// SPDX-License-Identifier: Apache-2.0 OR MIT
// Copyright (c) 2025-2026 connlayout contributors

//! Field kind tags.

use std::collections::VecDeque;
use std::io::Cursor;

/// What kind of sub-object lives at a field offset.
#[derive(Debug, Clone, Copy, PartialEq, Eq, Hash)]
pub enum FieldKind {
    /// Positioned reader over bytes (e.g. `Cursor<Vec<u8>>`).
    ByteReader,
    /// Growable or owned byte buffer (e.g. `Vec<u8>`).
    ByteBuffer,
    Primitive(PrimitiveKind),
    /// Anything without a more specific tag.
    Opaque,
}

#[derive(Debug, Clone, Copy, PartialEq, Eq, Hash)]
pub enum PrimitiveKind {
    U8,
    U16,
    U32,
    U64,
    Usize,
    I8,
    I16,
    I32,
    I64,
    Isize,
    F32,
    F64,
    Bool,
}

impl PrimitiveKind {
    pub const fn tag(self) -> &'static str {
        match self {
            Self::U8 => "u8",
            Self::U16 => "u16",
            Self::U32 => "u32",
            Self::U64 => "u64",
            Self::Usize => "usize",
            Self::I8 => "i8",
            Self::I16 => "i16",
            Self::I32 => "i32",
            Self::I64 => "i64",
            Self::Isize => "isize",
            Self::F32 => "f32",
            Self::F64 => "f64",
            Self::Bool => "bool",
        }
    }
}

impl FieldKind {
    /// Stable textual tag, e.g. `"byte-reader"`.
    pub const fn tag(self) -> &'static str {
        match self {
            Self::ByteReader => "byte-reader",
            Self::ByteBuffer => "byte-buffer",
            Self::Primitive(p) => p.tag(),
            Self::Opaque => "opaque",
        }
    }
}

impl std::fmt::Display for FieldKind {
    fn fmt(&self, f: &mut std::fmt::Formatter<'_>) -> std::fmt::Result {
        f.write_str(self.tag())
    }
}

/// Types that may be described as a wrapper field.
///
/// Implement it for your own sub-object types; the default kind is
/// [`FieldKind::Opaque`].
///
/// ```rust
/// use connlayout::{FieldKind, FieldType};
///
/// struct SealedReader;
///
/// impl FieldType for SealedReader {
///     const KIND: FieldKind = FieldKind::ByteReader;
/// }
/// ```
pub trait FieldType: 'static {
    const KIND: FieldKind = FieldKind::Opaque;
}

macro_rules! impl_field_type {
    ($kind:expr => $($ty:ty),+ $(,)?) => {
        $(
            impl FieldType for $ty {
                const KIND: FieldKind = $kind;
            }
        )+
    };
}

impl_field_type!(FieldKind::ByteReader => Cursor<Vec<u8>>, Cursor<Box<[u8]>>, Cursor<&'static [u8]>);
impl_field_type!(FieldKind::ByteBuffer => Vec<u8>, VecDeque<u8>, Box<[u8]>);

impl_field_type!(FieldKind::Primitive(PrimitiveKind::U8) => u8);
impl_field_type!(FieldKind::Primitive(PrimitiveKind::U16) => u16);
impl_field_type!(FieldKind::Primitive(PrimitiveKind::U32) => u32);
impl_field_type!(FieldKind::Primitive(PrimitiveKind::U64) => u64);
impl_field_type!(FieldKind::Primitive(PrimitiveKind::Usize) => usize);
impl_field_type!(FieldKind::Primitive(PrimitiveKind::I8) => i8);
impl_field_type!(FieldKind::Primitive(PrimitiveKind::I16) => i16);
impl_field_type!(FieldKind::Primitive(PrimitiveKind::I32) => i32);
impl_field_type!(FieldKind::Primitive(PrimitiveKind::I64) => i64);
impl_field_type!(FieldKind::Primitive(PrimitiveKind::Isize) => isize);
impl_field_type!(FieldKind::Primitive(PrimitiveKind::F32) => f32);
impl_field_type!(FieldKind::Primitive(PrimitiveKind::F64) => f64);
impl_field_type!(FieldKind::Primitive(PrimitiveKind::Bool) => bool);

impl FieldType for String {}
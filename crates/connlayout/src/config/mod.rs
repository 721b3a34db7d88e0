// SPDX-License-Identifier: Apache-2.0 OR MIT
// Copyright (c) 2025-2026 connlayout contributors

//! Registry configuration.
//!
//! - **Static**: well-known wrapper/field names and environment variable names
//! - **Runtime**: `RegistryConfig` (verification switch, required field set)
//!
//! # Example
//!
//! ```rust
//! use connlayout::config::{self, RegistryConfig};
//!
//! let config = RegistryConfig::default()
//!     .require(config::COMMON_CONN_TYPE, [config::INPUT_FIELD, config::RAW_INPUT_FIELD]);
//! assert!(config.verify_layouts);
//! assert_eq!(config.required["CommonConn"], ["input", "rawInput"]);
//! ```

#[cfg(feature = "config-loaders")]
pub mod yaml;

use crate::error::Result;
use std::collections::BTreeMap;

// =======================================================================
// Well-known connection wrapper
// =======================================================================

/// Registry name of the common connection wrapper.
pub const COMMON_CONN_TYPE: &str = "CommonConn";

/// Decrypted-input reader inside the common connection wrapper.
pub const INPUT_FIELD: &str = "input";

/// Raw (still encrypted) input buffer inside the common connection wrapper.
pub const RAW_INPUT_FIELD: &str = "rawInput";

// =======================================================================
// Defaults and environment
// =======================================================================

/// Initial capacity of the registry tables, in wrapper types.
pub const DEFAULT_TYPE_CAPACITY: usize = 16;

/// Largest accepted `type_capacity`; larger hints are clamped by the builder
/// and rejected by the YAML loader.
pub const MAX_TYPE_CAPACITY: usize = 4096;

/// `0`, `false` or `off` disables one-time layout verification.
pub const ENV_VERIFY_LAYOUTS: &str = "CONNLAYOUT_VERIFY_LAYOUTS";

/// Path to a YAML registry configuration (feature `config-loaders`).
pub const ENV_CONFIG_PATH: &str = "CONNLAYOUT_CONFIG";

/// Runtime configuration for a [`RegistryBuilder`](crate::RegistryBuilder).
#[derive(Debug, Clone, PartialEq, Eq)]
pub struct RegistryConfig {
    /// Check every descriptor against the real type at registration.
    pub verify_layouts: bool,
    /// Pre-size hint for the registry tables.
    pub type_capacity: usize,
    /// Type name -> field names that must be registered before `seal()`.
    pub required: BTreeMap<String, Vec<String>>,
}

impl Default for RegistryConfig {
    fn default() -> Self {
        Self {
            verify_layouts: true,
            type_capacity: DEFAULT_TYPE_CAPACITY,
            required: BTreeMap::new(),
        }
    }
}

impl RegistryConfig {
    /// Defaults, overridden by `CONNLAYOUT_VERIFY_LAYOUTS` and, when the
    /// `config-loaders` feature is on, by the YAML file named in
    /// `CONNLAYOUT_CONFIG`.
    pub fn from_env() -> Result<Self> {
        #[cfg(feature = "config-loaders")]
        let mut config = match std::env::var(ENV_CONFIG_PATH) {
            Ok(path) if !path.is_empty() => yaml::YamlLoader::load(path)?,
            _ => Self::default(),
        };
        #[cfg(not(feature = "config-loaders"))]
        let mut config = Self::default();

        if let Ok(value) = std::env::var(ENV_VERIFY_LAYOUTS) {
            config.verify_layouts = parse_switch(&value).unwrap_or(config.verify_layouts);
        }

        Ok(config)
    }

    #[must_use]
    pub fn with_verify_layouts(mut self, verify: bool) -> Self {
        self.verify_layouts = verify;
        self
    }

    #[must_use]
    pub fn with_type_capacity(mut self, capacity: usize) -> Self {
        self.type_capacity = capacity;
        self
    }

    /// Require `fields` of `type_name` to be registered before sealing.
    #[must_use]
    pub fn require<I, S>(mut self, type_name: impl Into<String>, fields: I) -> Self
    where
        I: IntoIterator<Item = S>,
        S: Into<String>,
    {
        let entry = self.required.entry(type_name.into()).or_default();
        for field in fields {
            let field = field.into();
            if !entry.contains(&field) {
                entry.push(field);
            }
        }
        self
    }
}

/// Parse an on/off switch value.
fn parse_switch(value: &str) -> Option<bool> {
    match value.trim().to_ascii_lowercase().as_str() {
        "1" | "true" | "on" | "yes" => Some(true),
        "0" | "false" | "off" | "no" => Some(false),
        _ => None,
    }
}

#[cfg(test)]
mod tests {
    use super::*;

    #[test]
    fn test_defaults() {
        let config = RegistryConfig::default();
        assert!(config.verify_layouts);
        assert_eq!(config.type_capacity, DEFAULT_TYPE_CAPACITY);
        assert!(config.required.is_empty());
    }

    #[test]
    fn test_require_merges_and_dedups() {
        let config = RegistryConfig::default()
            .require(COMMON_CONN_TYPE, [INPUT_FIELD])
            .require(COMMON_CONN_TYPE, [INPUT_FIELD, RAW_INPUT_FIELD]);
        assert_eq!(config.required.len(), 1);
        assert_eq!(config.required[COMMON_CONN_TYPE], ["input", "rawInput"]);
    }

    #[test]
    fn test_parse_switch() {
        assert_eq!(parse_switch("0"), Some(false));
        assert_eq!(parse_switch(" OFF "), Some(false));
        assert_eq!(parse_switch("true"), Some(true));
        assert_eq!(parse_switch("maybe"), None);
    }
}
============================================================
## Problem requirements
Wherever the word "Opaque" appears in the records above, copy that line.

## Result of the exercise
    Opaque,
            Self::Opaque => "opaque",
/// [`FieldKind::Opaque`].
    const KIND: FieldKind = FieldKind::Opaque;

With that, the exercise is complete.